(Stored items)
= Beginning of Section =

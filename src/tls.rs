//! TLS material loading for STARTTLS.
//!
//! Grounded on the pack's own `security::tls::TlsConfig::from_pem_files`
//! pattern, updated to the `rustls` 0.23 / `rustls-pemfile` 2.x APIs this
//! crate's `Cargo.toml` actually declares (no client auth, safe default
//! cipher suites and protocol versions from `rustls::ServerConfig::builder()`).

use std::fs::File;
use std::io::BufReader;
use std::sync::Arc;

use anyhow::{anyhow, Context, Result};
use rustls::pki_types::{CertificateDer, PrivateKeyDer};

/// Loads a certificate chain and private key from PEM files and builds a
/// `rustls::ServerConfig` with no client certificate authentication,
/// suitable for wrapping an accepted `TcpStream` on `STARTTLS`.
pub fn load_server_config(cert_path: &str, key_path: &str) -> Result<Arc<rustls::ServerConfig>> {
    let certs = load_certs(cert_path)?;
    let key = load_private_key(key_path)?;

    let config = rustls::ServerConfig::builder()
        .with_no_client_auth()
        .with_single_cert(certs, key)
        .context("failed to build TLS server config from provided certificate/key")?;

    Ok(Arc::new(config))
}

fn load_certs(path: &str) -> Result<Vec<CertificateDer<'static>>> {
    let file = File::open(path).with_context(|| format!("failed to open certificate file {path}"))?;
    let mut reader = BufReader::new(file);
    let certs = rustls_pemfile::certs(&mut reader)
        .collect::<Result<Vec<_>, _>>()
        .with_context(|| format!("failed to parse certificates in {path}"))?;
    if certs.is_empty() {
        return Err(anyhow!("no certificates found in {path}"));
    }
    Ok(certs)
}

fn load_private_key(path: &str) -> Result<PrivateKeyDer<'static>> {
    let file = File::open(path).with_context(|| format!("failed to open key file {path}"))?;
    let mut reader = BufReader::new(file);
    rustls_pemfile::private_key(&mut reader)
        .with_context(|| format!("failed to parse private key in {path}"))?
        .ok_or_else(|| anyhow!("no private key found in {path}"))
}

#[cfg(test)]
mod tests {
    use super::*;
    use std::io::Write;

    fn write_cert_and_key() -> (tempfile::NamedTempFile, tempfile::NamedTempFile) {
        let cert = rcgen::generate_simple_self_signed(vec!["localhost".to_string()]).unwrap();
        let cert_pem = cert.cert.pem();
        let key_pem = cert.key_pair.serialize_pem();

        let mut cert_file = tempfile::NamedTempFile::new().unwrap();
        cert_file.write_all(cert_pem.as_bytes()).unwrap();
        let mut key_file = tempfile::NamedTempFile::new().unwrap();
        key_file.write_all(key_pem.as_bytes()).unwrap();
        (cert_file, key_file)
    }

    #[test]
    fn loads_a_self_signed_certificate() {
        let (cert_file, key_file) = write_cert_and_key();
        let config =
            load_server_config(cert_file.path().to_str().unwrap(), key_file.path().to_str().unwrap());
        assert!(config.is_ok());
    }

    #[test]
    fn missing_file_is_an_error() {
        let result = load_server_config("/nonexistent/cert.pem", "/nonexistent/key.pem");
        assert!(result.is_err());
    }
}
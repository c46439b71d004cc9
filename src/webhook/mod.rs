//! Forwards accepted messages to a configured webhook URL via HTTPS POST.
//!
//! This is the demo binary's [`MessageStore`]: every accepted message
//! becomes one JSON POST. Mirrors the original product behavior this crate
//! was extracted from, now expressed as a pluggable hook instead of
//! something baked into the session loop.

use async_trait::async_trait;
use bytes::Bytes;
use http_body_util::Full;
use hyper::Request;
use hyper_rustls::HttpsConnectorBuilder;
use hyper_util::client::legacy::{connect::HttpConnector, Client};
use hyper_util::rt::TokioExecutor;
use log::{error, info};
use serde::{Deserialize, Serialize};

use crate::hooks::MessageStore;
use crate::message::Message;
use crate::session_view::SessionView;

type HttpsConn = hyper_rustls::HttpsConnector<HttpConnector>;
type WebhookHttpClient = Client<HttpsConn, Full<Bytes>>;

/// The JSON payload posted to the webhook URL for each accepted message.
#[derive(Debug, Clone, Serialize, Deserialize)]
pub struct EmailPayload {
    pub sender: String,
    pub recipients: Vec<String>,
    #[serde(skip_serializing_if = "Option::is_none")]
    pub subject: Option<String>,
    pub body: String,
}

/// A [`MessageStore`] that POSTs every accepted message to a webhook URL.
pub struct WebhookStore {
    webhook_url: String,
    client: WebhookHttpClient,
    user_agent: String,
}

impl WebhookStore {
    /// Builds a client using `hyper-rustls` with the system's native root
    /// certificates.
    ///
    /// # Panics
    ///
    /// Panics if loading the native root certificates fails; treated as a
    /// fatal startup error, same as the client this was adapted from.
    pub fn new(webhook_url: String) -> Self {
        let https = HttpsConnectorBuilder::new()
            .with_native_roots()
            .expect("Failed to load native root certificates for hyper-rustls")
            .https_only()
            .enable_http1()
            .build();

        let client: WebhookHttpClient = Client::builder(TokioExecutor::new()).build(https);
        let user_agent = format!("{}/{}", env!("CARGO_PKG_NAME"), env!("CARGO_PKG_VERSION"));

        WebhookStore {
            webhook_url,
            client,
            user_agent,
        }
    }

    /// Sends `payload` to the webhook URL. A non-success HTTP status is
    /// logged, not propagated: the message has already been accepted over
    /// SMTP, and a misbehaving webhook endpoint shouldn't turn into a 554
    /// for the client. Request construction or transport failures still
    /// propagate, since those mean the POST was never sent at all.
    async fn post(&self, payload: &EmailPayload) -> anyhow::Result<()> {
        let json_body = serde_json::to_string(payload)?;

        let request = Request::builder()
            .method(hyper::Method::POST)
            .uri(&self.webhook_url)
            .header("content-type", "application/json")
            .header("user-agent", &self.user_agent)
            .body(Full::new(Bytes::from(json_body)))?;

        let response = self.client.request(request).await?;
        let status = response.status();
        if status.is_success() {
            info!(
                "Message forwarded to webhook {}, status: {}",
                self.webhook_url, status
            );
        } else {
            error!(
                "Webhook request to {} failed with status: {}",
                self.webhook_url, status
            );
        }

        Ok(())
    }
}

#[async_trait]
impl MessageStore for WebhookStore {
    async fn save(&self, _session: &SessionView, message: &Message) -> Result<(), String> {
        let payload = EmailPayload {
            sender: message.reverse_path.clone(),
            recipients: message.forward_paths.clone(),
            subject: message.subject(),
            body: String::from_utf8_lossy(&message.raw).into_owned(),
        };

        info!(
            "Forwarding message {} from {} ({} recipients)",
            message.id,
            payload.sender,
            payload.recipients.len()
        );

        self.post(&payload).await.map_err(|e| e.to_string())
    }
}
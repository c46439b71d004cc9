//! The read-only view of a session exposed to pluggable collaborators.
//!
//! Hooks never get a mutable [`crate::session::Session`] — only this
//! snapshot-like view, plus a writable scratch property bag for stashing
//! data across calls within one session (e.g. a filter remembering a
//! reputation score it already looked up for this connection).

use std::collections::HashMap;
use std::net::SocketAddr;
use std::time::Instant;

/// Negotiated/announced capability flags for the current connection.
#[derive(Debug, Clone, Copy, Default)]
pub struct CapabilityFlags {
    pub pipelining: bool,
    pub eight_bit_mime: bool,
    pub smtp_utf8: bool,
    pub binary_mime: bool,
}

/// The read-only session state collaborators are allowed to observe.
#[derive(Debug, Clone)]
pub struct SessionView {
    pub id: String,
    pub remote: SocketAddr,
    pub local: SocketAddr,
    pub start_time: Instant,
    pub secure: bool,
    pub authenticated: bool,
    pub identity: Option<String>,
    pub client_domain: Option<String>,
    pub message_count: u64,
    pub capabilities: CapabilityFlags,
    pub max_message_size: u64,
    /// A writable scratch bag collaborators may use to stash per-session
    /// state of their own between calls.
    pub properties: HashMap<String, String>,
}

impl SessionView {
    pub fn new(id: String, remote: SocketAddr, local: SocketAddr, max_message_size: u64) -> Self {
        SessionView {
            id,
            remote,
            local,
            start_time: Instant::now(),
            secure: false,
            authenticated: false,
            identity: None,
            client_domain: None,
            message_count: 0,
            capabilities: CapabilityFlags::default(),
            max_message_size,
            properties: HashMap::new(),
        }
    }
}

= End of Section =

An exact copy of the lines above between the line holding "fn write_cert_and_key() ->" and the line holding "This is the", inclusive, is the whole answer.

    fn write_cert_and_key() -> (tempfile::NamedTempFile, tempfile::NamedTempFile) {
        let cert = rcgen::generate_simple_self_signed(vec!["localhost".to_string()]).unwrap();
        let cert_pem = cert.cert.pem();
        let key_pem = cert.key_pair.serialize_pem();

        let mut cert_file = tempfile::NamedTempFile::new().unwrap();
        cert_file.write_all(cert_pem.as_bytes()).unwrap();
        let mut key_file = tempfile::NamedTempFile::new().unwrap();
        key_file.write_all(key_pem.as_bytes()).unwrap();
        (cert_file, key_file)
    }

    #[test]
    fn loads_a_self_signed_certificate() {
        let (cert_file, key_file) = write_cert_and_key();
        let config =
            load_server_config(cert_file.path().to_str().unwrap(), key_file.path().to_str().unwrap());
        assert!(config.is_ok());
    }

    #[test]
    fn missing_file_is_an_error() {
        let result = load_server_config("/nonexistent/cert.pem", "/nonexistent/key.pem");
        assert!(result.is_err());
    }
}
repository c46439b71d004cc9
filename src/webhook/mod.rs
//! Forwards accepted messages to a configured webhook URL via HTTPS POST.
//!
//! This is the demo binary's [`MessageStore`]: every accepted message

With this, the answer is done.